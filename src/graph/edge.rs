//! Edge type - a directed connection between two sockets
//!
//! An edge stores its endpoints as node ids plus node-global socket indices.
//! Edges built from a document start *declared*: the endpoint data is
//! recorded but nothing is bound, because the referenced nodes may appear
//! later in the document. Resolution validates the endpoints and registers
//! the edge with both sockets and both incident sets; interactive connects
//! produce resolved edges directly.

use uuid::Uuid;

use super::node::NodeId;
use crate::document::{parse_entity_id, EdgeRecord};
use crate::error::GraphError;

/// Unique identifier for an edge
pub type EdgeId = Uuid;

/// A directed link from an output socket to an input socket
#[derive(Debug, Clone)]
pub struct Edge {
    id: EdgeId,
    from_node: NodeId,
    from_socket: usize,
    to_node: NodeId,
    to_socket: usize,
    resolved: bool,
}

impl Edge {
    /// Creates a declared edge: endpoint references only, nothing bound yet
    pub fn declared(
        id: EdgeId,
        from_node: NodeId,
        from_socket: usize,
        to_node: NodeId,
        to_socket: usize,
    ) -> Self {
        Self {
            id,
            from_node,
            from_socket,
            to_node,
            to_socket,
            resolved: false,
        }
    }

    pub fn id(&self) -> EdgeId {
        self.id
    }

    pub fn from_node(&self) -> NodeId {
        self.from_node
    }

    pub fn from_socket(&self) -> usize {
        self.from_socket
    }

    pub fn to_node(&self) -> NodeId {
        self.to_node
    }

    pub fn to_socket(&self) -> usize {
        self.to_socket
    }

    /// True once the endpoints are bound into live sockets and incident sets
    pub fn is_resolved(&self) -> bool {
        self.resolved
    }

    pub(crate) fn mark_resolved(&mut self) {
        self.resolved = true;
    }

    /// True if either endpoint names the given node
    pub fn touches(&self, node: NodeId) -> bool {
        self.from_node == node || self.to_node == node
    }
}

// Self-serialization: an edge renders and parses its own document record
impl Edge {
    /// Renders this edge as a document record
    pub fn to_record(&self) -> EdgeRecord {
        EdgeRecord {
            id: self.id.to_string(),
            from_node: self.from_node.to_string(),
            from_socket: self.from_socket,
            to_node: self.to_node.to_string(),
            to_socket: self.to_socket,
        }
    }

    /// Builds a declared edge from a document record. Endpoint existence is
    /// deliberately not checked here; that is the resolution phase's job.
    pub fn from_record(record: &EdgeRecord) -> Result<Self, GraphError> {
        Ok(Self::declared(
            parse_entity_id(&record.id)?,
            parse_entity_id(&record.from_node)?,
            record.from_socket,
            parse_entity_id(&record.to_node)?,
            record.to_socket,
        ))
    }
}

★ ★ ★ ★ ★

* **EXERCISE REQUIREMENTS**: Show each line of the material above where "endpoints" occurs.

* **COMPLETED TASK**:
//! An edge stores its endpoints as node ids plus node-global socket indices.
//! later in the document. Resolution validates the endpoints and registers
    /// True once the endpoints are bound into live sockets and incident sets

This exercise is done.